Monday 27 July 2015, The Straits Times.
Singapore’s two archaeologists, dogged for years by lack of interest in the field and scant resources, are hoping the Government will pump “several million dollars” into the discipline, to pay for more staff and activities over the next 50 years.
Mr Lim Chen Sian, who led a recent Empress Place dig which yielded artefacts such as centuries-old Chinese imperial grade ceramics, is also creating a registry of archaeological sites so people can be alerted to their historical value before the wrecking balls descend.
The authorities are also keen for archaeology to play a bigger role in piecing together Singapore’s past.
Mr Alvin Tan, assistant chief executive of policy and development at the National Heritage Board (NHB), said talks about potential archaeological sites are under way.
“Archaeology matters because it offers insights into our past, allows us to better understand our history and how far we’ve progressed as a people and a nation,” he said.
Mr Lim works for the Nalanda-Sriwijaya Centre at the Institute of Southeast Asian Studies (Iseas).
The other archaeologist here is veteran John Miksic of the National University of Singapore.
Mr Lim’s work is supported by research officers Aaron Kao and Michael Ng while Dr Miksic, 69, has the assistance of Dr Geok Yian Goh, an assistant history professor at Nanyang Technological University.
Mr Ng said archaeology is “neglected”, adding: “There’s a lot of heritage material under us to plug gaps in existing historical sources but we’re constantly battling with time ro clear backlogs of previous digs. We need more resources.”
As well as digs and research work, government investment could fund at least five archaeologists and four part-time research assistants, according to 45-year-old Mr Lim.

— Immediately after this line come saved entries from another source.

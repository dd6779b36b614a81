//! Device configuration values and the setters that write them.

use crate::clock::Clock;
use crate::registers::*;
use crate::{Error, Nau7802};
use core::result::Result;
use embedded_hal_async::{delay, i2c};

/// A value outside the chip's documented set, or a register access outside the map.
#[derive(PartialEq, Eq, Clone, Copy, Debug)]
#[cfg_attr(feature = "defmt", derive(defmt::Format))]
pub struct InvalidParameter;

/// Internal LDO output voltage.
#[derive(Clone, Copy, Debug, PartialEq, Eq)]
#[cfg_attr(feature = "defmt", derive(defmt::Format))]
#[repr(u8)]
pub enum Voltage {
    L2v4 = 0b111,
    L2v7 = 0b110,
    L3v0 = 0b101,
    L3v3 = 0b100,
    L3v6 = 0b011,
    L3v9 = 0b010,
    L4v2 = 0b001,
    L4v5 = 0b000,
}

/// Voltage in tenths of a volt, e.g. `33` for 3.3V.
impl TryFrom<u8> for Voltage {
    type Error = InvalidParameter;

    fn try_from(decivolts: u8) -> Result<Self, Self::Error> {
        match decivolts {
            24 => Ok(Voltage::L2v4),
            27 => Ok(Voltage::L2v7),
            30 => Ok(Voltage::L3v0),
            33 => Ok(Voltage::L3v3),
            36 => Ok(Voltage::L3v6),
            39 => Ok(Voltage::L3v9),
            42 => Ok(Voltage::L4v2),
            45 => Ok(Voltage::L4v5),
            _ => Err(InvalidParameter),
        }
    }
}

/// PGA gain.
#[derive(Clone, Copy, Debug, PartialEq, Eq)]
#[cfg_attr(feature = "defmt", derive(defmt::Format))]
#[repr(u8)]
pub enum Gain {
    G128 = 0b111,
    G64 = 0b110,
    G32 = 0b101,
    G16 = 0b100,
    G8 = 0b011,
    G4 = 0b010,
    G2 = 0b001,
    G1 = 0b000,
}

/// Gain multiplier, e.g. `128`.
impl TryFrom<u8> for Gain {
    type Error = InvalidParameter;

    fn try_from(multiplier: u8) -> Result<Self, Self::Error> {
        match multiplier {
            1 => Ok(Gain::G1),
            2 => Ok(Gain::G2),
            4 => Ok(Gain::G4),
            8 => Ok(Gain::G8),
            16 => Ok(Gain::G16),
            32 => Ok(Gain::G32),
            64 => Ok(Gain::G64),
            128 => Ok(Gain::G128),
            _ => Err(InvalidParameter),
        }
    }
}

/// ADC conversion rate.
#[derive(Clone, Copy, Debug, PartialEq, Eq)]
#[cfg_attr(feature = "defmt", derive(defmt::Format))]
#[repr(u8)]
pub enum SamplesPerSecond {
    SPS320 = 0b111,
    SPS80 = 0b011,
    SPS40 = 0b010,
    SPS20 = 0b001,
    SPS10 = 0b000,
}

impl TryFrom<u16> for SamplesPerSecond {
    type Error = InvalidParameter;

    fn try_from(rate: u16) -> Result<Self, Self::Error> {
        match rate {
            10 => Ok(SamplesPerSecond::SPS10),
            20 => Ok(SamplesPerSecond::SPS20),
            40 => Ok(SamplesPerSecond::SPS40),
            80 => Ok(SamplesPerSecond::SPS80),
            320 => Ok(SamplesPerSecond::SPS320),
            _ => Err(InvalidParameter),
        }
    }
}

/// Analog input selection.
#[derive(Clone, Copy, Debug, PartialEq, Eq)]
#[cfg_attr(feature = "defmt", derive(defmt::Format))]
pub enum Channel {
    Ch1,
    Ch2,
    /// Internal temperature sensor routed to the PGA.
    Temperature,
}

/// Channel index as numbered by the chip: 0, 1, or 2 for the temperature sensor.
impl TryFrom<u8> for Channel {
    type Error = InvalidParameter;

    fn try_from(index: u8) -> Result<Self, Self::Error> {
        match index {
            0 => Ok(Channel::Ch1),
            1 => Ok(Channel::Ch2),
            2 => Ok(Channel::Temperature),
            _ => Err(InvalidParameter),
        }
    }
}

/// LDO regulation mode, selected by the external capacitor's ESR.
#[derive(Clone, Copy, Debug, PartialEq, Eq)]
#[cfg_attr(feature = "defmt", derive(defmt::Format))]
pub enum LdoMode {
    /// Higher DC gain, needs an output capacitor ESR below 1 ohm.
    Accuracy,
    /// Lower DC gain, tolerates ESR below 5 ohm.
    Stability,
}

/// Level of the DRDY pin when a conversion is ready.
#[derive(Clone, Copy, Debug, PartialEq, Eq)]
#[cfg_attr(feature = "defmt", derive(defmt::Format))]
pub enum DrdyPolarity {
    ActiveHigh,
    ActiveLow,
}

/// Settings applied by [`Nau7802::begin`].
#[derive(Clone, Copy, Debug, PartialEq, Eq)]
#[cfg_attr(feature = "defmt", derive(defmt::Format))]
pub struct Config {
    pub gain: Gain,
    pub sample_rate: SamplesPerSecond,
    /// Internal LDO voltage. `None` runs AVDD from the external supply.
    pub ldo_voltage: Option<Voltage>,
    /// Settling time after LDO configuration, before the AFE is calibrated.
    pub ldo_ramp_delay_ms: u32,
    /// Enable the PGA output bypass capacitor (needs a cap across VIN2P/VIN2N).
    pub pga_output_bypass_cap: bool,
    /// Soft reset all registers first.
    pub reset: bool,
}

impl Default for Config {
    fn default() -> Self {
        Self {
            gain: Gain::G128,
            sample_rate: SamplesPerSecond::SPS80,
            ldo_voltage: Some(Voltage::L3v3),
            ldo_ramp_delay_ms: crate::DEFAULT_LDO_RAMP_DELAY_MS,
            pga_output_bypass_cap: true,
            reset: true,
        }
    }
}

impl<D, DELAY, CLOCK, I2cErr> Nau7802<D, DELAY, CLOCK>
where
    D: i2c::I2c<Error = I2cErr>,
    DELAY: delay::DelayNs,
    CLOCK: Clock,
{
    /// Sets the ADC sample rate.
    pub async fn set_sample_rate(
        &mut self,
        sample_rate: SamplesPerSecond,
    ) -> Result<(), Error<I2cErr>> {
        self.write_field(BitField::CRS, sample_rate as u8).await
    }

    /// Sets the instrumentation amplifier gain.
    pub async fn set_gain(&mut self, gain: Gain) -> Result<(), Error<I2cErr>> {
        self.write_field(BitField::GAIN, gain as u8).await
    }

    /// Sets the LDO voltage (used for the ADC and analog circuitry) and switches AVDD
    /// to the internal LDO.
    pub async fn set_ldo_voltage(&mut self, ldo_voltage: Voltage) -> Result<(), Error<I2cErr>> {
        self.write_field(BitField::VLDO, ldo_voltage as u8).await?;
        self.set_bit(Register::PuCtrl, PuCtrl::AVDDS).await
    }

    /// Runs AVDD from the external supply pin instead of the internal LDO.
    pub async fn use_external_avdd(&mut self) -> Result<(), Error<I2cErr>> {
        self.clear_bit(Register::PuCtrl, PuCtrl::AVDDS).await
    }

    pub async fn set_ldo_mode(&mut self, mode: LdoMode) -> Result<(), Error<I2cErr>> {
        match mode {
            LdoMode::Accuracy => self.clear_bit(Register::Pga, Pga::LdoMode).await,
            LdoMode::Stability => self.set_bit(Register::Pga, Pga::LdoMode).await,
        }
    }

    /// Selects the analog input routed to the PGA.
    pub async fn set_channel(&mut self, channel: Channel) -> Result<(), Error<I2cErr>> {
        match channel {
            Channel::Ch1 => {
                self.clear_bit(Register::I2CControl, I2cControl::Ts).await?;
                self.clear_bit(Register::Ctrl2, Ctrl2::Chs).await
            }
            Channel::Ch2 => {
                self.clear_bit(Register::I2CControl, I2cControl::Ts).await?;
                self.set_bit(Register::Ctrl2, Ctrl2::Chs).await
            }
            Channel::Temperature => self.set_bit(Register::I2CControl, I2cControl::Ts).await,
        }
    }

    /// Enables the PGA output bypass capacitor for improved ENOB in single channel applications.
    /// Requires an external capacitor be connected across VIN2P and VIN2N,
    /// See application circuit note 9.4.
    pub async fn set_pga_cap_enable(&mut self, enabled: bool) -> Result<(), Error<I2cErr>> {
        self.write_register_bit(Register::PgaPwr, PgaPwr::CapEn, enabled)
            .await
    }

    /// Routes the input straight to the ADC, bypassing the PGA.
    pub async fn set_pga_bypass(&mut self, enabled: bool) -> Result<(), Error<I2cErr>> {
        self.write_register_bit(Register::Pga, Pga::BypassEn, enabled)
            .await
    }

    pub async fn set_drdy_polarity(&mut self, polarity: DrdyPolarity) -> Result<(), Error<I2cErr>> {
        let active_low = polarity == DrdyPolarity::ActiveLow;
        self.write_register_bit(Register::Ctrl1, Ctrl1::Crp, active_low)
            .await
    }
}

There is no publicly available data on how much Singapore spends on archaeology but an excavation like the recent 10-week-long dig at Empress Place was budgeted at
$70,000 by the NHB.
Last year, Hong Kong, which has about six full-time archaeologists, spent $153,500 on excavations and $26,000 on its Archaeological Society. Malaysia’s Centre for Global Archaeological Research got about $3.6 million in government funding in 2009. Even Brunei, a country with a population of 400,000, has four dedicated archaeologists.
Mr Lim hopes future teams here will have experts in areas such as underwater archaeology, anthropology, and geo-archaeology. “There’s a big hurry to build up a strong Singaporean team,” he said.
Heritage experts believe the field should come under a government department, which can develop the existing infrastructure, come up with guidelines and police the field.
The authorities have supported archaeological research here since the first dig in 1984 at Fort Canning.
Recent examples supported by the NHB include excavations at Adam Park from 2010 to 2013 and the Victoria Concert Hall in 2011.
Mr Lim said the NHB has been doing more for the scene over the years, such as by setting up an impact assessment and mitigation division in 2013, which works with archaeologists at sites of interest before they are developed.
”We’ve been running on passion and ideology but we need to elevate the level of professionalism. We can’t always be digging into our own savings, working 12-hour days and relying on volunteers,” he said.
Dr Miksic wants Singapore to be a regional hub for the field.
”We have developed a system of analysis over 30 years. We can work together to build a picture of South-east Asia,” he said.
Many areas with archaeological significance
Areas such as Raffles’ Landing Site, Kampong Glam, Pulau Ubin, Pulau Tekong, Sembawang, Bedok and East Coast have been deemed significant by archaeologists.
Portuguese maps show that East Coast, for instance, was an area filled with settlements- such as a village at Sungei Bedok – in the 1600s. So far, excavations in Singapore have recovered artefacts from the Temasek Age, of which almost no written records exist, and have proven that the settlement’s history dates as far back as the 14th century.
However, the majority of digs here have been for rescue purposes, with archaeologists scrambling to organise excavations upon hearing of new construction projects.
In the case of Empress Place, for instance, archaeologists rushed to salvage three tonnes of 700-year-old artefacts as the deadline to develop the area into an integrated arts, culture and lifestyle precinct loomed.
The archaeologists discovered that Temasek could have had an established government with a ruler as early as the late 14th century, through the discovery of imperial-grade ceramics bestowed by the Ming Dynasty emperor Hongwu on overseas leaders.
These recovered Empress Place artefacts are in the process of being catalogued.
It will take another three years to analyse them.